Sono una cattolica-cristiana non praticante. Non ho mai avuto un buon rapporto con la Chiesa, di cui apprezzo molte cose, ma ne detesto molte altre.

Anch'io ho percorso un “cammino” che mi ha imposto diverse tappe. Un cammino mirato alla ricerca di una verità. Ne ho trovate tante e mai nessuna in assoluto. Ho un profondo rispetto per tutte le forme di religione e ne ho frequentate molte più che altro per curiosità. Alla fine – cambiando i nomi – la sostanza rimane.

La ricerca di Dio è un bisogno umano, ma Dio è dentro di noi e noi lo cerchiamo da tutt'altra parte e mai dentro noi stessi.

Quand'ero bambina ho avuto fede nei 10 comandamenti e nelle parole di Gesù. Ho rispettato queste regole e le ho fatte mie.

A volte sento il bisogno di pregare e vado in chiesa, ma solo se ne sento la necessità.


È soddisfatta di se stessa Vera?

Un giorno una nutrizionista mi disse: “Noi siamo ciò che mangiamo”. E qualche tempo dopo qualcuno aggiunge: “Noi siamo ciò che pensiamo”. Ebbene per quanto riguarda il cibo sono un disastro, tant'è che mi è venuta una “sindrome metabolica”. Invece per quanto riguarda il pensiero ti rispondo con un'aria della Tosca:

Vissi d'arte, vissi d'amore,

Non feci mai male ad anima viva!

Con man furtiva

Quante miserie conobbi, aiutai.

Sempre con fe' sincera

La mia preghiera

Ai santi Tabernacoli salì.


Cosa pensi dell’universo maschile?

Le varie attività di cui mi sono occupata fin da giovanissima mi hanno principalmente portata a frequentare l'universo maschile.
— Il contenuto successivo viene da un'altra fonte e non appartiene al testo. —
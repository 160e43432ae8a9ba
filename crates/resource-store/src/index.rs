//! # Composite Index Declarations
//!
//! Index definitions are declared once by an administrative tool and kept by the collection's
//! actor. Declaring an index that already exists is a no-op.

use serde::{Deserialize, Serialize};
use std::fmt::{self, Display};

/// How a field participates in a composite index.
#[derive(Debug, Clone, Copy, PartialEq, Eq, Serialize, Deserialize)]
#[serde(rename_all = "SCREAMING_SNAKE_CASE")]
pub enum IndexMode {
    Ascending,
    Descending,
    ArrayContains,
}

impl Display for IndexMode {
    fn fmt(&self, f: &mut fmt::Formatter<'_>) -> fmt::Result {
        let label = match self {
            IndexMode::Ascending => "ASC",
            IndexMode::Descending => "DESC",
            IndexMode::ArrayContains => "ARRAY_CONTAINS",
        };
        f.write_str(label)
    }
}

/// One field of a composite index.
#[derive(Debug, Clone, PartialEq, Eq, Serialize, Deserialize)]
#[serde(rename_all = "camelCase")]
pub struct IndexField {
    pub field_path: String,
    pub mode: IndexMode,
}

/// A composite index over one collection.
///
/// ```rust
/// use resource_store::{IndexDefinition, IndexMode};
///
/// let index = IndexDefinition::new("clinics")
///     .field("address.country", IndexMode::Ascending)
///     .field("rating", IndexMode::Descending);
/// assert_eq!(index.to_string(), "clinics(address.country ASC, rating DESC)");
/// ```
#[derive(Debug, Clone, PartialEq, Eq, Serialize, Deserialize)]
#[serde(rename_all = "camelCase")]
pub struct IndexDefinition {
    pub collection_id: String,
    pub fields: Vec<IndexField>,
}

impl IndexDefinition {
    pub fn new(collection_id: impl Into<String>) -> Self {
        Self {
            collection_id: collection_id.into(),
            fields: Vec::new(),
        }
    }

    /// Appends a field to the index, keeping declaration order.
    pub fn field(mut self, field_path: impl Into<String>, mode: IndexMode) -> Self {
        self.fields.push(IndexField {
            field_path: field_path.into(),
            mode,
        });
        self
    }
}

impl Display for IndexDefinition {
    fn fmt(&self, f: &mut fmt::Formatter<'_>) -> fmt::Result {
        write!(f, "{}(", self.collection_id)?;
        for (position, field) in self.fields.iter().enumerate() {
            if position > 0 {
                f.write_str(", ")?;
            }
            write!(f, "{} {}", field.field_path, field.mode)?;
        }
        f.write_str(")")
    }
}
Qui è un campo in cui mi muovo con maggior facilità.

Ci sono molti aspetti del “maschile” che apprezzo, soprattutto perché l’universo maschile è meno complicato di quello femminile. Tuttavia quello degli uomini e delle donne sono universi che si possono incrociare, ma incontrare mai. Ed il motivo è semplice: “Conosci te stesso”. Finché – uomini e donne – non riusciremo a conoscerci per ciò che veramente siamo non andremo da nessuna parte!

Per ben due volte ho esplorato – sotto alcuni punti di vista e soltanto letterariamente parlando – ho esplorato sia il mondo delle donne che quello degli uomini. Sono venute fuori due opere interessanti: In punta di piedi e Insabel. A giudicare dai commenti di chi le ha lette mi posso ritenere soddisfatta. Mi auguro magari che qualcuno si incuriosisca e li legga.